If you’d walked into a retail boardroom two or three years ago, you might have found the mood gloomy, to say the least. The tone then would have been heavily influenced by headlines like “Consumers Want to Spend, Just Not in Your Store” (May 16 — Bloomberg) or “Sears chairman says every retailer is screwed” (Feb 16 — Business Insider).

But the tales of retail’s death may have been exaggerated. In fact, today, retail spending is up. Kiplinger reports that retail sales will grow 5.1% in 2018, which surpasses its 4.2% clip in 2017 and in-store retail sales are anticipated to grow by 3.5%, the fastest rate since 2011. This is good news for retailers and investors both. Spider’s Retail ETF (XRT), with its largest positions including brick and mortar retail stalwarts like Kroger, American Eagle, and Nordstroms, has returned 18.5% this year (vs S&P 500 returns of 7.5%).

What’s happening? While the strong economy and increasing consumer confidence are playing key roles, so is competition.

As Michael Corkery for The New York Times wrote earlier this week in a story about the return of retail, “Amazon’s blistering success has prodded the incumbents to try to reinvent themselves” leading some “old-school retailers (to experience) some of their best sales growth in years.”

One of the ways retailers are driving this growth is through smarter use of data with companies like Custora, a retail analytics company that we’re welcoming to our portfolio today.
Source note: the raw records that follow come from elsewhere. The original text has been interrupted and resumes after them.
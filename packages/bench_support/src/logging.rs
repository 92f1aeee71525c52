use std::io;

use tracing_subscriber::EnvFilter;

/// Filter directives used when `RUST_LOG` is not set.
const DEFAULT_FILTER: &str = "warn";

/// Installs the process-wide log subscriber of a benchmark binary.
///
/// Log records go to stderr so that stdout carries nothing but benchmark results. The verbosity
/// is controlled by `RUST_LOG` and defaults to warnings only. If a subscriber is already
/// installed, it is kept.
pub fn init_logging() {
    let filter =
        EnvFilter::try_from_default_env().unwrap_or_else(|_| EnvFilter::new(DEFAULT_FILTER));

    _ = tracing_subscriber::fmt()
        .with_env_filter(filter)
        .with_writer(io::stderr)
        .try_init();
}

#[cfg(test)]
#[cfg_attr(coverage_nightly, coverage(off))]
mod tests {
    use super::*;

    #[test]
    fn repeated_initialization_is_harmless() {
        init_logging();
        init_logging();

        tracing::warn!("logging works after repeated initialization");
    }
}
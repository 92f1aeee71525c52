#![cfg_attr(coverage_nightly, feature(coverage_attribute))]

//! Ambient services shared by the benchmark programs: a seconds-resolution [`Clock`], seeded
//! uniform random fill, fallible buffer allocation, the relative error metric and logging setup.

mod buffer;
mod clock;
mod error;
mod fill;
mod logging;
mod metrics;

pub use buffer::*;
pub use clock::*;
pub use error::*;
pub use fill::*;
pub use logging::*;
pub use metrics::*;
#![cfg_attr(coverage_nightly, feature(coverage_attribute))]

//! Compares five ways of summing an array of doubles on a pool of worker threads.
//!
//! Every [`Strategy`] splits the array between the workers of a
//! [`WorkerPool`][par_region::WorkerPool] and differs only in how the per-worker results reach
//! the final sum:
//!
//! | Strategy | Share of indexes | Merge |
//! |---|---|---|
//! | [`Strategy::Reduction`] | static | private partials combined after the region |
//! | [`Strategy::Critical`] | static | partial added inside an anonymous monitor |
//! | [`Strategy::Atomic`] | static | every element added to an atomic cell |
//! | [`Strategy::Manual`] | explicit `⌊N/W⌋` blocks | partial added inside an anonymous monitor |
//! | [`Strategy::Lock`] | static | partial added under a named lock |
//!
//! The [`Harness`] runs all strategies over a sweep of array sizes, compares each sum with a
//! sequential reference and reports mean time, speedup over [`Strategy::Reduction`] and relative
//! error. A second sweep varies the worker count at a fixed array size.
//!
//! # Example
//!
//! ```
//! use new_zealand::nz;
//! use par_region::WorkerPool;
//! use reduction_bench::Strategy;
//!
//! let pool = WorkerPool::new(nz!(4));
//! let values = [1.0, 2.0, 3.0, 4.0];
//!
//! for strategy in Strategy::ALL {
//!     let outcome = strategy.execute(&pool, &values).unwrap();
//!     assert_eq!(outcome.sum(), 10.0);
//! }
//! ```

mod config;
mod error;
mod harness;
mod kernels;
mod report;
mod strategy;
mod trial;

pub use config::*;
pub use error::*;
pub use harness::*;
pub use kernels::*;
pub use strategy::*;
pub use trial::*;
use std::ops::Range;

use crate::WorkerPool;

impl WorkerPool {
    /// Folds every index of `range` into a single value.
    ///
    /// Each worker starts a private accumulator from `identity` and folds the indexes of its
    /// static share into it with `fold`. After all workers have joined, the partial results are
    /// merged with `combine` in worker id order, starting again from `identity`. For the result
    /// to be independent of the worker count, `combine` must be associative and `identity`
    /// must be its neutral element.
    ///
    /// # Errors
    ///
    /// Returns [`RegionError::WorkerCreation`][crate::RegionError::WorkerCreation] if the
    /// region cannot be started.
    ///
    /// # Examples
    ///
    /// ```
    /// use new_zealand::nz;
    /// use par_region::WorkerPool;
    ///
    /// let values = [1.0, 2.0, 3.0, 4.0];
    ///
    /// let sum = WorkerPool::new(nz!(3))
    ///     .parallel_reduce(0..values.len(), 0.0, |acc, i| acc + values[i], |a, b| a + b)
    ///     .unwrap();
    ///
    /// assert_eq!(sum, 10.0);
    /// ```
    pub fn parallel_reduce<T, Fold, Combine>(
        &self,
        range: Range<usize>,
        identity: T,
        fold: Fold,
        combine: Combine,
    ) -> crate::Result<T>
    where
        T: Clone + Send + Sync,
        Fold: Fn(T, usize) -> T + Sync,
        Combine: Fn(T, T) -> T,
    {
        let offset = range.start;
        let len = range.len();

        let partials = self.run(|ctx| {
            ctx.static_share(len)
                .map(|index| offset.wrapping_add(index))
                .fold(identity.clone(), &fold)
        })?;

        Ok(partials.into_iter().fold(identity, combine))
    }
}
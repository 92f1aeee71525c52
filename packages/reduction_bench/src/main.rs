#![cfg_attr(coverage_nightly, feature(coverage_attribute))]
#![cfg_attr(coverage_nightly, coverage(off))]

//! Runs the full reduction benchmark and prints the report to stdout.
//!
//! Log records go to stderr; set `RUST_LOG` to see more than warnings.

use std::io;
use std::process::ExitCode;

use bench_support::init_logging;
use reduction_bench::{Harness, HarnessConfig};

// Process entry and exit codes are covered by running the binary, not by mutation testing.
#[cfg_attr(test, mutants::skip)]
fn main() -> ExitCode {
    init_logging();

    let harness = Harness::new(HarnessConfig::default());
    let mut stdout = io::stdout().lock();

    match harness.run(&mut stdout) {
        Ok(()) => ExitCode::SUCCESS,
        Err(error) => {
            eprintln!("Error: {error}");
            ExitCode::FAILURE
        }
    }
}
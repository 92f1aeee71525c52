use std::num::NonZero;

use bench_support::relative_error;

use crate::{KernelOutcome, Strategy};

/// One timed execution of a strategy.
#[derive(Clone, Copy, Debug, PartialEq)]
pub struct ReductionTrial {
    strategy: Strategy,
    len: usize,
    width: NonZero<usize>,
    trial_index: usize,
    outcome: KernelOutcome,
}

impl ReductionTrial {
    /// Records the outcome of trial `trial_index` of `strategy` on `len` elements and `width`
    /// workers.
    #[must_use]
    pub fn new(
        strategy: Strategy,
        len: usize,
        width: NonZero<usize>,
        trial_index: usize,
        outcome: KernelOutcome,
    ) -> Self {
        Self {
            strategy,
            len,
            width,
            trial_index,
            outcome,
        }
    }

    /// The strategy that was executed.
    #[must_use]
    pub fn strategy(&self) -> Strategy {
        self.strategy
    }

    /// Number of summed elements.
    #[must_use]
    pub fn len(&self) -> usize {
        self.len
    }

    /// Whether the summed array was empty.
    #[must_use]
    pub fn is_empty(&self) -> bool {
        self.len == 0
    }

    /// Number of workers in the region.
    #[must_use]
    pub fn width(&self) -> NonZero<usize> {
        self.width
    }

    /// Zero-based repetition number.
    #[must_use]
    pub fn trial_index(&self) -> usize {
        self.trial_index
    }

    /// Seconds the kernel took.
    #[must_use]
    pub fn seconds(&self) -> f64 {
        self.outcome.seconds()
    }

    /// Sum the kernel produced.
    #[must_use]
    pub fn sum(&self) -> f64 {
        self.outcome.sum()
    }
}

/// Aggregated trials of one strategy at one array size.
#[derive(Clone, Copy, Debug, PartialEq)]
pub struct StrategySummary {
    strategy: Strategy,
    mean_seconds: f64,
    speedup: Option<f64>,
    sum: f64,
    relative_error: f64,
}

impl StrategySummary {
    /// The strategy that was executed.
    #[must_use]
    pub fn strategy(&self) -> Strategy {
        self.strategy
    }

    /// Mean wall time over all trials.
    #[must_use]
    pub fn mean_seconds(&self) -> f64 {
        self.mean_seconds
    }

    /// Mean time of [`Strategy::Reduction`] divided by the mean time of this strategy.
    ///
    /// `None` if either mean is zero or no reduction trial was recorded.
    #[must_use]
    pub fn speedup(&self) -> Option<f64> {
        self.speedup
    }

    /// Sum produced by the last trial.
    #[must_use]
    pub fn sum(&self) -> f64 {
        self.sum
    }

    /// Worst relative error over all trials, against the sequential reference.
    #[must_use]
    pub fn relative_error(&self) -> f64 {
        self.relative_error
    }
}

/// Aggregates trials per strategy, in [`Strategy::ALL`] order.
///
/// Strategies without any trial are left out.
#[must_use]
pub fn summarize(trials: &[ReductionTrial], reference: f64) -> Vec<StrategySummary> {
    let baseline = mean_seconds(trials, Strategy::Reduction);

    Strategy::ALL
        .into_iter()
        .filter_map(|strategy| {
            let mean_seconds = mean_seconds(trials, strategy)?;

            let of_strategy = trials.iter().filter(|t| t.strategy == strategy);
            let sum = of_strategy.clone().last()?.sum();
            let relative_error = of_strategy
                .map(|t| relative_error(t.sum(), reference))
                .fold(0.0, worst_error);

            Some(StrategySummary {
                strategy,
                mean_seconds,
                speedup: baseline.and_then(|baseline| ratio(baseline, mean_seconds)),
                sum,
                relative_error,
            })
        })
        .collect()
}

/// `numerator / denominator`, or `None` when the ratio would not be a finite positive number.
pub(crate) fn ratio(numerator: f64, denominator: f64) -> Option<f64> {
    (numerator > 0.0 && denominator > 0.0).then(|| numerator / denominator)
}

fn mean_seconds(trials: &[ReductionTrial], strategy: Strategy) -> Option<f64> {
    let (total, count) = trials
        .iter()
        .filter(|t| t.strategy == strategy)
        .fold((0.0, 0.0), |(total, count), t| (total + t.seconds(), count + 1.0));

    (count > 0.0).then(|| total / count)
}

// NaN sticks, so a sum that turned into NaN is always reported as drift.
fn worst_error(worst: f64, error: f64) -> f64 {
    if worst.is_nan() || error.is_nan() {
        f64::NAN
    } else {
        worst.max(error)
    }
}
Custora’s software fundamentally helps retailers make sense of their customer data and market to new and existing shoppers more effectively. We’re incredibly excited to not only back this team but to once again be working closely with Tom Ebling. Tom’s the former CEO of both Demandware and Profitlogic, two GC-backed retail tech companies. And, he’s an executive-in-residence (XIR) with us here at GC and a current board member at Custora.

What’s New in Retail Marketing

For decades, retail marketers have focused on customer acquisition campaigns. Whatever drove the most store traffic was considered a success. Retailers enlisted companies like Acxiom and Epsilon to build out scaled data warehouses. Teams of SQL analysts often invested months running queries against those warehouses, compiling insights that marketing teams could use to inform product launches and large-scale campaigns.

Today’s retail marketers can’t afford to wait months for insights. Their strategies need to be dynamic and they have to integrate historical sales insights with customer interaction data from across the web, social, and mobile. Custora is sharply oriented to retail-specific use cases and workflows to help retailers flip that script. Their solution gives powerful data science capabilities to non-technical marketing users and allows them to push out curated campaign segments across multiple engagement channels.

Custora was conceived by founders Corey and Jon while studying advanced Bayesian probability models at Wharton in 2011. They thought about retail marketing and realized that highly trained data models could be accurate predictors of significant events like customer lapses and new product affinities. Their initial ideas have now become foundational to a secular shift taking place in retail: understanding customer lifetime value.

Custora is helping retailers think about marketing in the context of customer relationships instead of customer acquisition. Custora’s algorithms identify the key moments for retailers to engage existing customers and the most effective techniques to do so. Corey and Jon call this “Customer-Obsessed Commerce,” which is a new paradigm for retail and has been critical in the industry’s recent resurgence.

As tech investors at General Catalyst, we’ve partnered with companies across the entire retail tech stack, including those like Demandware (acquired by Salesforce) and BigCommerce that power e-commerce platforms and others like NewStore and Index (acquired by Stripe) that have focused on innovating on the in-store experience.

We believe the next wave of innovation in commerce will come through emerging technologies like those that Corey, Jon and the team at Custora are working on and are proud to be the lead investors in their Series B round.

With Custora, we are very excited about the next chapter in retail and the new life it portends!